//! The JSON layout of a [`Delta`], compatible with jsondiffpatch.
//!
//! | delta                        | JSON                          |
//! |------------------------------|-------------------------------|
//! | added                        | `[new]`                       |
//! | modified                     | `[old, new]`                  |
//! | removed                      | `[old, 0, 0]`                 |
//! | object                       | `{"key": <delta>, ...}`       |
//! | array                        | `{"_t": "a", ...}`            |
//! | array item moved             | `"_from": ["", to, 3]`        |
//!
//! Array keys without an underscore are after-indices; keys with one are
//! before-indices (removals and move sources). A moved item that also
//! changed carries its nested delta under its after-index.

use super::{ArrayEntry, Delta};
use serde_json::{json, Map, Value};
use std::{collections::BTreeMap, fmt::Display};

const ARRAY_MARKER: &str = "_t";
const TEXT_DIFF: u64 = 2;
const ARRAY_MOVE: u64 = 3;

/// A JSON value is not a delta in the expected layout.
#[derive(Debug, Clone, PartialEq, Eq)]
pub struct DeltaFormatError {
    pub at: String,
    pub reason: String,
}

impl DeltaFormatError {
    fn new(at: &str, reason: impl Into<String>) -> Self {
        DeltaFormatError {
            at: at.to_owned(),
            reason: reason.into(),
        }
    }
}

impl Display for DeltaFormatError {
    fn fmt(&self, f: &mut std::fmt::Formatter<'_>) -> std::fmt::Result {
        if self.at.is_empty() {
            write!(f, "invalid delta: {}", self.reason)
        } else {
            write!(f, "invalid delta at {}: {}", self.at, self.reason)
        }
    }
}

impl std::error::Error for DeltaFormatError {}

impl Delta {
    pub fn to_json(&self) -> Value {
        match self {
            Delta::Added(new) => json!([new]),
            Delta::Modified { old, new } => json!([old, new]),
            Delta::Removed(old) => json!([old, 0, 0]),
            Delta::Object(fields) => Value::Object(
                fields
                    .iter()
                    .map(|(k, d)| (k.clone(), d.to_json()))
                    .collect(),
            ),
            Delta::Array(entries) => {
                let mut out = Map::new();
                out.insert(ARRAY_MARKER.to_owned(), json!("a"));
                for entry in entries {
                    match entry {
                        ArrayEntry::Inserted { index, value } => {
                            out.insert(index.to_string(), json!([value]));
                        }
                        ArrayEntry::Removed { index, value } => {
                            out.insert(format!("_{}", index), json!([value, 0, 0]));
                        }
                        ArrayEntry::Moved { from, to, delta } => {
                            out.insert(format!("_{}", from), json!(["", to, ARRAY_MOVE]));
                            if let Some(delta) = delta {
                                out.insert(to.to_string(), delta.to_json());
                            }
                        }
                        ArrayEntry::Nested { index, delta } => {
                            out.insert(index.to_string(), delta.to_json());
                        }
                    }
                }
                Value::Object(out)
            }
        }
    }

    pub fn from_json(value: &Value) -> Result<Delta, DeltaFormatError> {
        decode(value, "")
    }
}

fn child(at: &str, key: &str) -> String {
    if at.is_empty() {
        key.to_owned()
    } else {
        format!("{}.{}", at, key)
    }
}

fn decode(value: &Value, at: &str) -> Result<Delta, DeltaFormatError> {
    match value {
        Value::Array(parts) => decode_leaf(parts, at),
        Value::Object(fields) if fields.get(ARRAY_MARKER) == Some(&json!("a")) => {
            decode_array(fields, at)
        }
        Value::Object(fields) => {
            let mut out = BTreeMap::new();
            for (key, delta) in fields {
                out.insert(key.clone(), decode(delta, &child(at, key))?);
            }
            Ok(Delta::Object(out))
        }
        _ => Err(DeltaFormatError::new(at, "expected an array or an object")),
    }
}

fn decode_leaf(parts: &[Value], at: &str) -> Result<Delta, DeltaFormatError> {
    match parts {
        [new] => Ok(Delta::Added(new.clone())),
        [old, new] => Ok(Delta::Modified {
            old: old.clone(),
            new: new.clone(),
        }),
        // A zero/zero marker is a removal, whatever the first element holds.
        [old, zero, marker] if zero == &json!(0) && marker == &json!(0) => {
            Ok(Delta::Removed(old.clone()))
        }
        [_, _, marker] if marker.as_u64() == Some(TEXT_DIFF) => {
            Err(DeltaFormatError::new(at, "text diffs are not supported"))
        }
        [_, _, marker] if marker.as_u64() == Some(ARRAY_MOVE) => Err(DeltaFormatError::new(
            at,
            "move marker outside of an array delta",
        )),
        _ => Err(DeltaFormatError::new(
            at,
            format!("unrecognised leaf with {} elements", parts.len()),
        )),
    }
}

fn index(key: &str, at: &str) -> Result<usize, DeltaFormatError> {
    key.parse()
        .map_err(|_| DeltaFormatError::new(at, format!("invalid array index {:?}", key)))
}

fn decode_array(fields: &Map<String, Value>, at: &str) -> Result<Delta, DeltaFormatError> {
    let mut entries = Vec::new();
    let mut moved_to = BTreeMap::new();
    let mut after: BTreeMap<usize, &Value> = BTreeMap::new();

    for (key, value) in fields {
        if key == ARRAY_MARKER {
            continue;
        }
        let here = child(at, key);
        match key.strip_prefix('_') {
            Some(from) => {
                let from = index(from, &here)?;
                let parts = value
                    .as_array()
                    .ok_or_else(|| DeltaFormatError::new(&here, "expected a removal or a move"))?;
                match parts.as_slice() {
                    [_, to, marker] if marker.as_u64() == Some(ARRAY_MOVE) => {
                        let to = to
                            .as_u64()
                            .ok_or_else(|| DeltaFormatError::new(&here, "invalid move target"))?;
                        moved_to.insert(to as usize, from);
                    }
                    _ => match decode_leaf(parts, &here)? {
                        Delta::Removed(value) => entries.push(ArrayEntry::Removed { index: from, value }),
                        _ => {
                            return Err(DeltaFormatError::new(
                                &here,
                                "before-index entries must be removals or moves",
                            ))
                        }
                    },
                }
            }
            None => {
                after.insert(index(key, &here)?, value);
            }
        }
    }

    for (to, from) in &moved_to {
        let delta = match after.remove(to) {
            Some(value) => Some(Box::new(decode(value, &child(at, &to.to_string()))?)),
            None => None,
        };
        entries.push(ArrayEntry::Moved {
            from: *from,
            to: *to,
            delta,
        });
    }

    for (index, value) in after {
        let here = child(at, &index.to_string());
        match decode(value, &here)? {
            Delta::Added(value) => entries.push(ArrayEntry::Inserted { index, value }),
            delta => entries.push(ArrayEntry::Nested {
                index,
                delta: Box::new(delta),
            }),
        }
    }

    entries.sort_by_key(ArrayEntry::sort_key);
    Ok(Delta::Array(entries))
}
# # # #
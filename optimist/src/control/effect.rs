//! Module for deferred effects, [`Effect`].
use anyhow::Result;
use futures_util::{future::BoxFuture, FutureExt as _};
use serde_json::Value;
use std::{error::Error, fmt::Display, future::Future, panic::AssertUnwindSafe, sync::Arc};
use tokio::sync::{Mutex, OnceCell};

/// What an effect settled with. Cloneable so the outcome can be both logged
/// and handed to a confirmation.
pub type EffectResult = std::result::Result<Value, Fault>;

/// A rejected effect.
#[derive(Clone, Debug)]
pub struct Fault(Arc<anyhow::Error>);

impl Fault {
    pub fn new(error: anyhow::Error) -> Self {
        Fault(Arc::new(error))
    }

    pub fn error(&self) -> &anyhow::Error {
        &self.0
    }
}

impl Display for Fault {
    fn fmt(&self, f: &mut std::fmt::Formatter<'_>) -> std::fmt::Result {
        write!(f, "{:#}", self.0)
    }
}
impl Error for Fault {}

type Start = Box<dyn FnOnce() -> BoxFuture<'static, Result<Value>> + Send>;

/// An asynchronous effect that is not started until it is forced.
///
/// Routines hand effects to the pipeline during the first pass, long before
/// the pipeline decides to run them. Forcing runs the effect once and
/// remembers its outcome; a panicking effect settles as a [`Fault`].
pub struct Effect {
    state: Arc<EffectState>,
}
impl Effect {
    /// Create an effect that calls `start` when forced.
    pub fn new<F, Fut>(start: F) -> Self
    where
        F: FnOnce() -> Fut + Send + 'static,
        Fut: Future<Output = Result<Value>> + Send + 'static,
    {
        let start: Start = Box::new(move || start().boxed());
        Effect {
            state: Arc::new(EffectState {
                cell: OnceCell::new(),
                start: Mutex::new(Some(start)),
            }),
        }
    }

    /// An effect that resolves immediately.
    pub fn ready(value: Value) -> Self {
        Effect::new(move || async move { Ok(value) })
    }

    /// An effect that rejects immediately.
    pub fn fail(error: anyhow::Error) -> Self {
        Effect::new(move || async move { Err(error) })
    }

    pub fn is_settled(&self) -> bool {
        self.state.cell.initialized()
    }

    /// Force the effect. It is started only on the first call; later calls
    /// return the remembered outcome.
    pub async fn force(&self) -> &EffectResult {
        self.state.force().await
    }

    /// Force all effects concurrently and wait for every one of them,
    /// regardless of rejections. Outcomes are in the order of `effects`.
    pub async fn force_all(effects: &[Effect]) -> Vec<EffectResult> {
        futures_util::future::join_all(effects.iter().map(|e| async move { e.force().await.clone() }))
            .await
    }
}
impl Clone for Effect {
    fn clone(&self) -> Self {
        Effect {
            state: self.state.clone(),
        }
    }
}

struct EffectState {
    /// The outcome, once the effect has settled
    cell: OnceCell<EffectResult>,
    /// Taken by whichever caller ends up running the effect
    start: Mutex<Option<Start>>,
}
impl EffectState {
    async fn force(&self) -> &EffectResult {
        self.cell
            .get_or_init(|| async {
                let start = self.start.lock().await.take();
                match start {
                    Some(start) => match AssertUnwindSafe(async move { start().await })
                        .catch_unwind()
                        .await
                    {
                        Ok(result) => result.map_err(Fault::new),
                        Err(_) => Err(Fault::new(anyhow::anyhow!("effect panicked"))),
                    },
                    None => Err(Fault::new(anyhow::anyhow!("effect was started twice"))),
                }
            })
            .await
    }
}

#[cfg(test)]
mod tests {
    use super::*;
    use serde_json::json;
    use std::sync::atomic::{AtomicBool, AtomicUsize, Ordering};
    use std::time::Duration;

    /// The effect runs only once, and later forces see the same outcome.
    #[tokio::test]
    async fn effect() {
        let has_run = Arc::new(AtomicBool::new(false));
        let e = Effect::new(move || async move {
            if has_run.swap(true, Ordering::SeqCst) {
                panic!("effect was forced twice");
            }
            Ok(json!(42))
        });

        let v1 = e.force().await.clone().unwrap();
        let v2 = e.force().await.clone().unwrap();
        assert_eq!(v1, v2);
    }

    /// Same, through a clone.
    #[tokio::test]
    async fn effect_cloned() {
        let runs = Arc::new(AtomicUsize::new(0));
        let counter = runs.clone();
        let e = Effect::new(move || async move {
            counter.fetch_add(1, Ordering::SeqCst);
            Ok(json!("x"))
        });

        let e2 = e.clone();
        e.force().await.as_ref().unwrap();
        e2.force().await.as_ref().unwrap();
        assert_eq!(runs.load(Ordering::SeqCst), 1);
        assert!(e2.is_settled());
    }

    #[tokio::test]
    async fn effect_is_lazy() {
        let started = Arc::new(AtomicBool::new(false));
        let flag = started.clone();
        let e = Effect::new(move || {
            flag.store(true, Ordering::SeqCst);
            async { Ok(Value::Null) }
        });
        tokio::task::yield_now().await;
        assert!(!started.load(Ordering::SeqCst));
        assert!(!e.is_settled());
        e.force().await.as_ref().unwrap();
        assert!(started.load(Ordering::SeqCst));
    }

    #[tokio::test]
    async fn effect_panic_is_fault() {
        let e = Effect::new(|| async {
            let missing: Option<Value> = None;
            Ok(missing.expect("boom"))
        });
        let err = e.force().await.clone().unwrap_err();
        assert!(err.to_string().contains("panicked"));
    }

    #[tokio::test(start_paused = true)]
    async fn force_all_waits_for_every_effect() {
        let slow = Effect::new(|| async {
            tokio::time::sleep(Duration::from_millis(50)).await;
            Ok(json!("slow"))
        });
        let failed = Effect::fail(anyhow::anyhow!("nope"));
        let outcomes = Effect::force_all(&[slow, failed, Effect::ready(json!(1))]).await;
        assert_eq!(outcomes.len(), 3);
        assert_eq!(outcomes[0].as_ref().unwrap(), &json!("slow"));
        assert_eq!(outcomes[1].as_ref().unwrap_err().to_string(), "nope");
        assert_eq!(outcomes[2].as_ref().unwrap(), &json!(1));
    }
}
# # # #
» **WHAT IS EXPECTED**
In the listing above, locate the line with "#[derive(Debug, Clone, PartialEq, Eq)]" and the line with "if let Some(delta)", then extract exactly those lines and every line between them, and nothing more.

» **RESULT**
#[derive(Debug, Clone, PartialEq, Eq)]
pub struct DeltaFormatError {
    pub at: String,
    pub reason: String,
}

impl DeltaFormatError {
    fn new(at: &str, reason: impl Into<String>) -> Self {
        DeltaFormatError {
            at: at.to_owned(),
            reason: reason.into(),
        }
    }
}

impl Display for DeltaFormatError {
    fn fmt(&self, f: &mut std::fmt::Formatter<'_>) -> std::fmt::Result {
        if self.at.is_empty() {
            write!(f, "invalid delta: {}", self.reason)
        } else {
            write!(f, "invalid delta at {}: {}", self.at, self.reason)
        }
    }
}

impl std::error::Error for DeltaFormatError {}

impl Delta {
    pub fn to_json(&self) -> Value {
        match self {
            Delta::Added(new) => json!([new]),
            Delta::Modified { old, new } => json!([old, new]),
            Delta::Removed(old) => json!([old, 0, 0]),
            Delta::Object(fields) => Value::Object(
                fields
                    .iter()
                    .map(|(k, d)| (k.clone(), d.to_json()))
                    .collect(),
            ),
            Delta::Array(entries) => {
                let mut out = Map::new();
                out.insert(ARRAY_MARKER.to_owned(), json!("a"));
                for entry in entries {
                    match entry {
                        ArrayEntry::Inserted { index, value } => {
                            out.insert(index.to_string(), json!([value]));
                        }
                        ArrayEntry::Removed { index, value } => {
                            out.insert(format!("_{}", index), json!([value, 0, 0]));
                        }
                        ArrayEntry::Moved { from, to, delta } => {
                            out.insert(format!("_{}", from), json!(["", to, ARRAY_MOVE]));
                            if let Some(delta) = delta {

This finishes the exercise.